Schimmang T, Lemaistre M, Vortkamp A, Rüther U
European Molecular Biology Laboratory, Heidelberg, Germany.
Development. 1992 Nov;116(3):799-804. doi: 10.1242/dev.116.3.799.
Genetic analysis and homology between the phenotypic alterations of the human Greig Cephalopolysyndactyly Syndrome (GCPS) and the mouse mutant extra-toes (Xt) have suggested a dominant mutation in the same gene of both species. Recently, the GLI3 gene, a member of the Krüppel-related zinc finger genes, has been proposed as a candidate gene for GCPS. We examined the expression of the mouse Gli3 gene in both Xt mutant animals and during normal mouse development. Northern and RNAase protection analysis of embryos revealed that Gli3 expression was reduced about 50% in heterozygous Xt/+ mice and completely absent in homozygous Xt/Xt mice. In addition, in situ analysis of wild-type mice documented Gli3 expression in the developing limb and brain, structures affected in Xt mutant mice. This pattern suggests an important function of the Gli3 gene during morphogenesis.

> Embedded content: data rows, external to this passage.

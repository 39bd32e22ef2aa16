//! The Catalog Cache: per-namespace routing-table cache with refresh coalescing.
//!
//! Concurrency: each namespace has its own `tokio::sync::Mutex`-guarded entry. A refresh is
//! represented as a [`Shared`] future stored in the entry; concurrent callers that observe an
//! in-flight refresh clone and await that same future rather than starting their own,
//! keeping refreshes at most one in flight per namespace. No network call is made while the
//! entry mutex is held — it is retrieved or installed under the lock, then awaited without
//! it.

use std::future::Future;
use std::pin::Pin;
use std::sync::atomic::{AtomicU64, Ordering};
use std::sync::Arc;

use dashmap::DashMap;
use futures::future::{FutureExt, Shared};
use tokio::sync::Mutex;
use tokio_util::sync::CancellationToken;
use tracing::{debug, info, warn};

use crate::chunk::ChunkVersion;
use crate::config_source::CatalogConfigSource;
use crate::error::CatalogError;
use crate::namespace::Namespace;
use crate::refresh::{full_load, incremental_load};
use crate::routing_table::RoutingTable;

type RefreshResult = Result<Arc<RoutingTable>, CatalogError>;
type RefreshFuture = Pin<Box<dyn Future<Output = RefreshResult> + Send>>;

struct CollectionEntry {
    table: Option<Arc<RoutingTable>>,
    /// Set by `invalidateCollection`/a stale-version reply; cleared once a refresh succeeds.
    stale: bool,
    in_flight: Option<Shared<RefreshFuture>>,
}

impl Default for CollectionEntry {
    fn default() -> Self {
        Self { table: None, stale: false, in_flight: None }
    }
}

/// Per-namespace refresh health, returned by [`CatalogCache::stats`].
#[derive(Debug, Clone, Copy, PartialEq, Eq)]
pub struct NamespaceRefreshStats {
    pub consecutive_failures: u64,
    pub has_cached_table: bool,
    pub stale: bool,
}

/// Returned by [`CatalogCache::get_database`].
#[derive(Debug, Clone, PartialEq)]
pub struct DatabaseRouting {
    pub primary: meridian_core::ShardId,
    pub sharded: bool,
}

pub struct CatalogCache {
    source: Arc<dyn CatalogConfigSource>,
    collections: DashMap<Namespace, Arc<Mutex<CollectionEntry>>>,
    databases: DashMap<String, DatabaseRouting>,
    /// Consecutive failed refresh attempts per namespace, tracked independently of the
    /// mutex-guarded entry so `stats()` never has to contend with an in-flight refresh.
    /// Reset to zero on any successful refresh.
    failure_counts: DashMap<Namespace, Arc<AtomicU64>>,
}

impl CatalogCache {
    pub fn new(source: Arc<dyn CatalogConfigSource>) -> Self {
        Self {
            source,
            collections: DashMap::new(),
            databases: DashMap::new(),
            failure_counts: DashMap::new(),
        }
    }

    pub async fn get_database(&self, db_name: &str) -> Result<DatabaseRouting, CatalogError> {
        if let Some(entry) = self.databases.get(db_name) {
            return Ok(entry.clone());
        }
        let record = self
            .source
            .get_database(db_name)
            .await?
            .ok_or_else(|| CatalogError::NamespaceNotFound(db_name.to_string()))?;
        let routing = DatabaseRouting { primary: record.primary, sharded: record.sharded };
        self.databases.insert(db_name.to_string(), routing.clone());
        Ok(routing)
    }

    pub fn invalidate_database(&self, db_name: &str) {
        self.databases.remove(db_name);
    }

    /// Returns the current cached routing table, refreshing first if none is cached or the
    /// entry is marked stale. Concurrent callers for the same namespace coalesce onto one
    /// refresh.
    pub async fn get_collection_routing_info(
        &self,
        nss: &Namespace,
        cancel: &CancellationToken,
    ) -> Result<Arc<RoutingTable>, CatalogError> {
        let entry = self.entry_for(nss);

        let shared = {
            let mut guard = entry.lock().await;
            if let Some(fut) = &guard.in_flight {
                fut.clone()
            } else if let (Some(table), false) = (&guard.table, guard.stale) {
                return Ok(table.clone());
            } else {
                let fut = self.spawn_refresh(nss, &entry, &guard, cancel.clone());
                guard.in_flight = Some(fut.clone());
                fut
            }
        };

        shared.await
    }

    /// Marks the namespace stale and records the shard's reported version as a hint so the
    /// next refresh knows whether to go incremental or full. A subsequent `get` forces a
    /// refresh.
    pub fn invalidate_collection(&self, nss: &Namespace, _reported: ChunkVersion) {
        let entry = self.entry_for(nss);
        if let Ok(mut guard) = entry.try_lock() {
            guard.stale = true;
            debug!(namespace = %nss, "catalog entry marked stale");
        } else {
            // An invalidation racing a refresh's completion lock is fine to drop: the
            // in-flight refresh will itself observe a version at least as new, or the next
            // caller's `get` will find the entry already fresh and skip re-marking it stale.
            debug!(namespace = %nss, "invalidate_collection raced an in-flight refresh, skipping");
        }
    }

    /// Per-namespace refresh health: the consecutive-failure count resets to zero on any
    /// successful refresh, so a nonzero value here means every attempt since the last success
    /// (or since the namespace was first touched) has failed.
    pub fn stats(&self, nss: &Namespace) -> Option<NamespaceRefreshStats> {
        let entry = self.collections.get(nss)?.clone();
        let failures = self.failure_counts.get(nss).map(|c| c.load(Ordering::SeqCst)).unwrap_or(0);
        let guard = entry.try_lock().ok()?;
        Some(NamespaceRefreshStats {
            consecutive_failures: failures,
            has_cached_table: guard.table.is_some(),
            stale: guard.stale,
        })
    }

    fn failure_counter(&self, nss: &Namespace) -> Arc<AtomicU64> {
        self.failure_counts.entry(nss.clone()).or_insert_with(|| Arc::new(AtomicU64::new(0))).clone()
    }

    fn entry_for(&self, nss: &Namespace) -> Arc<Mutex<CollectionEntry>> {
        self.collections
            .entry(nss.clone())
            .or_insert_with(|| Arc::new(Mutex::new(CollectionEntry::default())))
            .clone()
    }

    fn spawn_refresh(
        &self,
        nss: &Namespace,
        entry: &Arc<Mutex<CollectionEntry>>,
        guard: &CollectionEntry,
        cancel: CancellationToken,
    ) -> Shared<RefreshFuture> {
        let source = self.source.clone();
        let nss = nss.clone();
        let cached_sharded = guard.table.as_ref().and_then(|t| t.as_sharded().cloned());

        let fut: RefreshFuture = Box::pin(async move {
            let result = match &cached_sharded {
                Some(cached) => incremental_load(&source, &nss, cached, &cancel).await,
                None => full_load(&source, &nss, &cancel).await,
            };
            result.map(Arc::new)
        })
        .shared();

        let writer_fut = fut.clone();
        let entry_for_writer = entry.clone();
        let nss_for_log = nss.clone();
        let failures = self.failure_counter(&nss_for_log);
        tokio::spawn(async move {
            let result = writer_fut.await;
            let mut guard = entry_for_writer.lock().await;
            guard.in_flight = None;
            match result {
                Ok(table) => {
                    guard.table = Some(table);
                    guard.stale = false;
                    failures.store(0, Ordering::SeqCst);
                    info!(namespace = %nss_for_log, "catalog refresh completed");
                }
                Err(e) => {
                    let attempts = failures.fetch_add(1, Ordering::SeqCst) + 1;
                    warn!(
                        namespace = %nss_for_log,
                        error = %e,
                        consecutive_failures = attempts,
                        "catalog refresh failed, leaving entry stale"
                    );
                }
            }
        });

        fut
    }
}

#[cfg(test)]
mod tests {
    use super::*;
    use crate::chunk::{Chunk, ChunkVersion};
    use crate::config_source::{CatalogConfigSource, CollectionRecord, DatabaseRecord};
    use async_trait::async_trait;
    use chrono::Utc;
    use meridian_core::{ShardId, ShardKeyPattern, ShardKeyTuple};
    use std::sync::atomic::{AtomicUsize, Ordering};
    use uuid::Uuid;

    fn tuple(v: Option<i32>, pattern: &ShardKeyPattern) -> ShardKeyTuple {
        use meridian_core::{BsonValue, ShardKeyValue};
        match v {
            None => ShardKeyTuple::min_for(pattern),
            Some(-1) => ShardKeyTuple::max_for(pattern),
            Some(n) => ShardKeyTuple(vec![ShardKeyValue::Value(BsonValue::Int32(n))]),
        }
    }

    struct CountingSource {
        epoch: Uuid,
        shard_key: ShardKeyPattern,
        refresh_calls: AtomicUsize,
    }

    #[async_trait]
    impl CatalogConfigSource for CountingSource {
        async fn get_database(&self, _db: &str) -> Result<Option<DatabaseRecord>, CatalogError> {
            Ok(Some(DatabaseRecord { name: "db".into(), primary: ShardId::new("shard0"), sharded: true }))
        }

        async fn get_collection(&self, nss: &Namespace) -> Result<Option<CollectionRecord>, CatalogError> {
            Ok(Some(CollectionRecord {
                namespace: nss.clone(),
                epoch: self.epoch,
                shard_key: self.shard_key.clone(),
                resharding: None,
            }))
        }

        async fn list_chunks(&self, _nss: &Namespace, epoch: Uuid) -> Result<Vec<Chunk>, CatalogError> {
            self.refresh_calls.fetch_add(1, Ordering::SeqCst);
            tokio::time::sleep(std::time::Duration::from_millis(20)).await;
            let version = ChunkVersion::new(1, 0, epoch, Utc::now());
            Ok(vec![Chunk::new(
                tuple(None, &self.shard_key),
                tuple(Some(-1), &self.shard_key),
                ShardId::new("shard0"),
                version,
            )])
        }

        async fn list_chunks_since(
            &self,
            _nss: &Namespace,
            _epoch: Uuid,
            _since: ChunkVersion,
        ) -> Result<Vec<Chunk>, CatalogError> {
            Ok(vec![])
        }
    }

    #[tokio::test]
    async fn concurrent_gets_coalesce_into_one_refresh() {
        let source = Arc::new(CountingSource {
            epoch: Uuid::new_v4(),
            shard_key: ShardKeyPattern::new(vec!["k".to_string()]),
            refresh_calls: AtomicUsize::new(0),
        });
        let cache = Arc::new(CatalogCache::new(source.clone()));
        let nss = Namespace::new("db", "coll");

        let mut handles = Vec::new();
        for _ in 0..8 {
            let cache = cache.clone();
            let nss = nss.clone();
            handles.push(tokio::spawn(async move {
                cache.get_collection_routing_info(&nss, &CancellationToken::new()).await
            }));
        }

        for h in handles {
            let table = h.await.unwrap().unwrap();
            assert!(table.is_sharded());
        }
        assert_eq!(source.refresh_calls.load(Ordering::SeqCst), 1);
    }

    #[tokio::test]
    async fn invalidate_then_get_forces_refresh() {
        let source = Arc::new(CountingSource {
            epoch: Uuid::new_v4(),
            shard_key: ShardKeyPattern::new(vec!["k".to_string()]),
            refresh_calls: AtomicUsize::new(0),
        });
        let cache = CatalogCache::new(source.clone());
        let nss = Namespace::new("db", "coll");
        let cancel = CancellationToken::new();

        let v1 = cache.get_collection_routing_info(&nss, &cancel).await.unwrap();
        assert_eq!(source.refresh_calls.load(Ordering::SeqCst), 1);

        let version = v1.as_sharded().unwrap().collection_version();
        cache.invalidate_collection(&nss, version);
        let _v2 = cache.get_collection_routing_info(&nss, &cancel).await.unwrap();
        assert_eq!(source.refresh_calls.load(Ordering::SeqCst), 2);
    }

    struct FlakySource {
        epoch: Uuid,
        shard_key: ShardKeyPattern,
        fail_times: AtomicUsize,
    }

    #[async_trait]
    impl CatalogConfigSource for FlakySource {
        async fn get_database(&self, _db: &str) -> Result<Option<DatabaseRecord>, CatalogError> {
            Ok(Some(DatabaseRecord { name: "db".into(), primary: ShardId::new("shard0"), sharded: true }))
        }

        async fn get_collection(&self, nss: &Namespace) -> Result<Option<CollectionRecord>, CatalogError> {
            Ok(Some(CollectionRecord {
                namespace: nss.clone(),
                epoch: self.epoch,
                shard_key: self.shard_key.clone(),
                resharding: None,
            }))
        }

        async fn list_chunks(&self, _nss: &Namespace, epoch: Uuid) -> Result<Vec<Chunk>, CatalogError> {
            if self.fail_times.load(Ordering::SeqCst) > 0 {
                self.fail_times.fetch_sub(1, Ordering::SeqCst);
                return Err(CatalogError::Transport("simulated outage".to_string()));
            }
            let version = ChunkVersion::new(1, 0, epoch, Utc::now());
            Ok(vec![Chunk::new(
                tuple(None, &self.shard_key),
                tuple(Some(-1), &self.shard_key),
                ShardId::new("shard0"),
                version,
            )])
        }

        async fn list_chunks_since(
            &self,
            _nss: &Namespace,
            _epoch: Uuid,
            _since: ChunkVersion,
        ) -> Result<Vec<Chunk>, CatalogError> {
            Ok(vec![])
        }
    }

    #[tokio::test]
    async fn consecutive_failures_accumulate_then_reset_on_success() {
        let source = Arc::new(FlakySource {
            epoch: Uuid::new_v4(),
            shard_key: ShardKeyPattern::new(vec!["k".to_string()]),
            fail_times: AtomicUsize::new(2),
        });
        let cache = CatalogCache::new(source.clone());
        let nss = Namespace::new("db", "coll");
        let cancel = CancellationToken::new();

        assert!(cache.get_collection_routing_info(&nss, &cancel).await.is_err());
        let stats = cache.stats(&nss).unwrap();
        assert_eq!(stats.consecutive_failures, 1);
        assert!(!stats.has_cached_table);

        assert!(cache.get_collection_routing_info(&nss, &cancel).await.is_err());
        assert_eq!(cache.stats(&nss).unwrap().consecutive_failures, 2);

        let table = cache.get_collection_routing_info(&nss, &cancel).await.unwrap();
        assert!(table.is_sharded());
        let stats = cache.stats(&nss).unwrap();
        assert_eq!(stats.consecutive_failures, 0);
        assert!(stats.has_cached_table);
    }

    #[test]
    fn stats_is_none_for_unknown_namespace() {
        struct NoopSource;
        #[async_trait]
        impl CatalogConfigSource for NoopSource {
            async fn get_database(&self, _db: &str) -> Result<Option<DatabaseRecord>, CatalogError> {
                Ok(None)
            }
            async fn get_collection(&self, _nss: &Namespace) -> Result<Option<CollectionRecord>, CatalogError> {
                Ok(None)
            }
            async fn list_chunks(&self, _nss: &Namespace, _epoch: Uuid) -> Result<Vec<Chunk>, CatalogError> {
                Ok(vec![])
            }
            async fn list_chunks_since(
                &self,
                _nss: &Namespace,
                _epoch: Uuid,
                _since: ChunkVersion,
            ) -> Result<Vec<Chunk>, CatalogError> {
                Ok(vec![])
            }
        }
        let cache = CatalogCache::new(Arc::new(NoopSource));
        assert!(cache.stats(&Namespace::new("db", "coll")).is_none());
    }
}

人类Greig头多并指(趾)综合征(GCPS)的表型改变与小鼠突变体extra-toes(Xt)之间的遗传分析及同源性研究表明,这两个物种的同一基因发生了显性突变。最近,Krüppel相关锌指基因家族成员GLI3基因被提议作为GCPS的候选基因。我们检测了小鼠Gli3基因在Xt突变动物及正常小鼠发育过程中的表达情况。对胚胎进行的Northern杂交和RNA酶保护分析显示,在杂合子Xt/+小鼠中,Gli3表达降低了约50%,而在纯合子Xt/Xt小鼠中则完全缺失。此外,对野生型小鼠的原位分析表明,Gli3在发育中的肢体和大脑中表达,而这些结构在Xt突变小鼠中会受到影响。这种表达模式表明Gli3基因在形态发生过程中具有重要作用。